◆ What to do
Only the number is needed: the count of lines in the records with the word "WeightedItem".

** Opening Source records block **

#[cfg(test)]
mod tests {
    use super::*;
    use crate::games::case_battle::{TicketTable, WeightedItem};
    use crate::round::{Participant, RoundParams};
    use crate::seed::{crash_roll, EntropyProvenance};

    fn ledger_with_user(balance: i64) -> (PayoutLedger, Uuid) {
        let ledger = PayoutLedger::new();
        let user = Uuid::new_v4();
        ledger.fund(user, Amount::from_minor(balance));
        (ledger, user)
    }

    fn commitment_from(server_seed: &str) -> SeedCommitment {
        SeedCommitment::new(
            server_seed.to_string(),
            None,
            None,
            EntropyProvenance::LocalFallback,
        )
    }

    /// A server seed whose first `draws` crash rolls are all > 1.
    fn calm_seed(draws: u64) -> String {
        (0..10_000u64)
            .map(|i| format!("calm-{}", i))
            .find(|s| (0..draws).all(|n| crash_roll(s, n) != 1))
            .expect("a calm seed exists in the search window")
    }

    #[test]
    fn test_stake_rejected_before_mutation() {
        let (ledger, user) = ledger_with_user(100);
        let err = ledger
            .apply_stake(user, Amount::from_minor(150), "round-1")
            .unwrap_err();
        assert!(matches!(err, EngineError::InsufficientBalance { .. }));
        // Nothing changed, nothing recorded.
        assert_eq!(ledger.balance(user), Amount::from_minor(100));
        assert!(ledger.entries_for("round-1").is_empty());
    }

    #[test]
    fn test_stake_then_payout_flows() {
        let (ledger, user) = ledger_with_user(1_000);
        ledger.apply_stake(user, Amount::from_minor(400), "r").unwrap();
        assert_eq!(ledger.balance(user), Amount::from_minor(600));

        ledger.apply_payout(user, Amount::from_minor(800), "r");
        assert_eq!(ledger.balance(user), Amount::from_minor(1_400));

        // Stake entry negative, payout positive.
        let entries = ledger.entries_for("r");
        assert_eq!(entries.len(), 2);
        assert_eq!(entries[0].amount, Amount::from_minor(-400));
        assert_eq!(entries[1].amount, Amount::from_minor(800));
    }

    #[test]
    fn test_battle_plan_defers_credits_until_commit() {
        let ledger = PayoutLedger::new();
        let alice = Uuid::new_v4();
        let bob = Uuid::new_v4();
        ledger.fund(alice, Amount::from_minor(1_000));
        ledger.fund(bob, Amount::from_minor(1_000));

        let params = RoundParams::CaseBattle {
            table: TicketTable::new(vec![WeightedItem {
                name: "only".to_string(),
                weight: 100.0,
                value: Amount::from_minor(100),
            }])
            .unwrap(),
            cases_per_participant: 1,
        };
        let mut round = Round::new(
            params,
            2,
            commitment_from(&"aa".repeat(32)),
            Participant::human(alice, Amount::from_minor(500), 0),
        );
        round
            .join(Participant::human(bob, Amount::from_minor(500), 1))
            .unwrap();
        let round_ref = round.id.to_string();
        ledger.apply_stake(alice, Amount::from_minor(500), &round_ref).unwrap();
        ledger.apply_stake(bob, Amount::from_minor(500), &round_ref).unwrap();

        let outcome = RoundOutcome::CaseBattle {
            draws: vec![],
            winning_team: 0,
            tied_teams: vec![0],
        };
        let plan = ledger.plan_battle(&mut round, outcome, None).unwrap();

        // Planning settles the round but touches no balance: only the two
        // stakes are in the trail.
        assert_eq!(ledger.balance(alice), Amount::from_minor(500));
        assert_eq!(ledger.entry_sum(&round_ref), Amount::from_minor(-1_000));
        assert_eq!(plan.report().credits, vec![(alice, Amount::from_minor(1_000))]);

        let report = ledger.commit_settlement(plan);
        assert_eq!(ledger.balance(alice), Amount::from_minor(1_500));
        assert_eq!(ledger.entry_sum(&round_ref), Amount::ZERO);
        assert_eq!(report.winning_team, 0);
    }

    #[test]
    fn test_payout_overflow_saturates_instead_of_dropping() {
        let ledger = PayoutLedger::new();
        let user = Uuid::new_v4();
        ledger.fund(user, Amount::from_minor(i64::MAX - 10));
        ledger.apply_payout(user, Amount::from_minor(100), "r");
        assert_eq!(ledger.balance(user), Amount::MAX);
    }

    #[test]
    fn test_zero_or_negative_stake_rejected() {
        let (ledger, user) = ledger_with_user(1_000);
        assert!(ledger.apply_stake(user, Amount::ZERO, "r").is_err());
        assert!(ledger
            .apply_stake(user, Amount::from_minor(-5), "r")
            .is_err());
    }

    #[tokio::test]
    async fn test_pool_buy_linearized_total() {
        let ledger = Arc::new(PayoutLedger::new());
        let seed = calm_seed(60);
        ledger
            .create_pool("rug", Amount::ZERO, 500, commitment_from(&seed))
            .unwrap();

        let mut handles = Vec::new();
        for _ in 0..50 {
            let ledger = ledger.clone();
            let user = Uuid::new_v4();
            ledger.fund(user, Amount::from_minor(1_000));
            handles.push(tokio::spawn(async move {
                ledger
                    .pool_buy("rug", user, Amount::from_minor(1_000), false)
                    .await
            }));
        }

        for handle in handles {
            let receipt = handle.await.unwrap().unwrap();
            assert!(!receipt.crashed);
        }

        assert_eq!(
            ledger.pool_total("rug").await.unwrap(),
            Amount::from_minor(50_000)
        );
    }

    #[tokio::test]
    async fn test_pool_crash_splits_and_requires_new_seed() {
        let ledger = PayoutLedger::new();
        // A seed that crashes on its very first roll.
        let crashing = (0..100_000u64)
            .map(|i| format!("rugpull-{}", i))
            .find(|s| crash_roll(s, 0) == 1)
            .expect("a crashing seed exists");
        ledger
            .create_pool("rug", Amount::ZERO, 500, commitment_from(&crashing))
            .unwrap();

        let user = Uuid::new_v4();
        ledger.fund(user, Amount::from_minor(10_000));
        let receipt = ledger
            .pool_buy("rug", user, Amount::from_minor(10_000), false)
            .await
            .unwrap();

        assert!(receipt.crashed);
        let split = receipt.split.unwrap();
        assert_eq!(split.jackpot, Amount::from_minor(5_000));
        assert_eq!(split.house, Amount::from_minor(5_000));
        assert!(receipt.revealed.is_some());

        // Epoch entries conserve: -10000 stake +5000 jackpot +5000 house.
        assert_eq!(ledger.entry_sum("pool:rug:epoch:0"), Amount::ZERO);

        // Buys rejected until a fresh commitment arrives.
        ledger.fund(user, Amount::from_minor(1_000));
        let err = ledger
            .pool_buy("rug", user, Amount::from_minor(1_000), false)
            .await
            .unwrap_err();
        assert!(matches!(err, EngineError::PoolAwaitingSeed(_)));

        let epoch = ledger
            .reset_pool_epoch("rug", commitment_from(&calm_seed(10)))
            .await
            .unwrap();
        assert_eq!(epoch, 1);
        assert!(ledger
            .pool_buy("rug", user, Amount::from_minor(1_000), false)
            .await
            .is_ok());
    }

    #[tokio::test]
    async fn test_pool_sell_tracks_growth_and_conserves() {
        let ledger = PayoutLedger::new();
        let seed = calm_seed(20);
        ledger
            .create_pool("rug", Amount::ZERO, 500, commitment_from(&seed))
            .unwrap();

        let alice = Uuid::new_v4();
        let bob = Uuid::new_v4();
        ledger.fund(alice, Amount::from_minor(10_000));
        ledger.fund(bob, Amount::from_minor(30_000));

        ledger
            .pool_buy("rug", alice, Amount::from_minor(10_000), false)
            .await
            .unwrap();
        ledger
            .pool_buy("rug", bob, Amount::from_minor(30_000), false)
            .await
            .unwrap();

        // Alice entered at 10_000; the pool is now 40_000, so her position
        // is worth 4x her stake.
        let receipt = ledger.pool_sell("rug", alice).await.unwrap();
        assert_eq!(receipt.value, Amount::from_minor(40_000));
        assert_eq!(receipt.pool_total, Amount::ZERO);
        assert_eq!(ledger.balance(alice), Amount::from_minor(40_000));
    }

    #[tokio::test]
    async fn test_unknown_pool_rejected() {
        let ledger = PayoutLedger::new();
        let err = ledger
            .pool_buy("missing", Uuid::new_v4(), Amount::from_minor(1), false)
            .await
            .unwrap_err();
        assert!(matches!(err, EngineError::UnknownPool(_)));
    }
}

** Closing Source records block **
** Opening Source records block **

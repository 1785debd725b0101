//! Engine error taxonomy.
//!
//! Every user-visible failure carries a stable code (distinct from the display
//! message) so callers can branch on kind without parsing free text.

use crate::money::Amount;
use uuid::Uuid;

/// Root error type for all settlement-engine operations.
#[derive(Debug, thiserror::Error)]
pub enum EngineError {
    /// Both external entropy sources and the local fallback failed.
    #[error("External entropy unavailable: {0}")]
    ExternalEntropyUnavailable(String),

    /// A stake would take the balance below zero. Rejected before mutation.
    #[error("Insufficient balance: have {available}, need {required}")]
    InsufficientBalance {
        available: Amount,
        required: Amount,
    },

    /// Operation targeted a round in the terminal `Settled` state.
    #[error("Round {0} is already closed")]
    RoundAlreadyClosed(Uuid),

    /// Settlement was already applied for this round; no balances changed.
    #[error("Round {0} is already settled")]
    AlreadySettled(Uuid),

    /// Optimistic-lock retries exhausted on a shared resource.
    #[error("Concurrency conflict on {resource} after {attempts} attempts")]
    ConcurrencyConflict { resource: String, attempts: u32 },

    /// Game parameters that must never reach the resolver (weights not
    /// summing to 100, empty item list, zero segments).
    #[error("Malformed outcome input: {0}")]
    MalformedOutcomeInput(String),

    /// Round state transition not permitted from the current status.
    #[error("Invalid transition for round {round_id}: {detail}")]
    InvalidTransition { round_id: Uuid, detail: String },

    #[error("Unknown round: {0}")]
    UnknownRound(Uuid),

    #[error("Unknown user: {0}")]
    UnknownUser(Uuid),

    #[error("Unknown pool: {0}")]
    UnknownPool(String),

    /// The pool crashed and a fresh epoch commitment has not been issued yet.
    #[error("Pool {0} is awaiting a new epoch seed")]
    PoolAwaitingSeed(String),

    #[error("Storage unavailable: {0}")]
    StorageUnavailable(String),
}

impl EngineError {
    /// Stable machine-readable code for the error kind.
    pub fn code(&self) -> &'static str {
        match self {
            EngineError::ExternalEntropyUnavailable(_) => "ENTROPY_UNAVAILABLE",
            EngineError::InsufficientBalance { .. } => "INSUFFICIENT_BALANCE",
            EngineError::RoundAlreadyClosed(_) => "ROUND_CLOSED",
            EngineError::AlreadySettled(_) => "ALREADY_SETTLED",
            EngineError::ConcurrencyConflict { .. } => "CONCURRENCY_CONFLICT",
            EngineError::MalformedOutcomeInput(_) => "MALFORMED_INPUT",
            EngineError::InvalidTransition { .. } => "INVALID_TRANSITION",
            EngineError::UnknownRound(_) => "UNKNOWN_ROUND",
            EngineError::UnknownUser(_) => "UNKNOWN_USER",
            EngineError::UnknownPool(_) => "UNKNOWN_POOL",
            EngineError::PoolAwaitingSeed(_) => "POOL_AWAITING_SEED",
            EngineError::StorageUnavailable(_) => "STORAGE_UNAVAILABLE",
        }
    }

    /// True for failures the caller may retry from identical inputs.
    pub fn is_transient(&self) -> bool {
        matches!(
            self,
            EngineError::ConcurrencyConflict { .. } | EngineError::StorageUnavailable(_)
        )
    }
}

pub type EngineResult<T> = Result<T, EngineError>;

** Closing Source records block **

◆ Answer below
2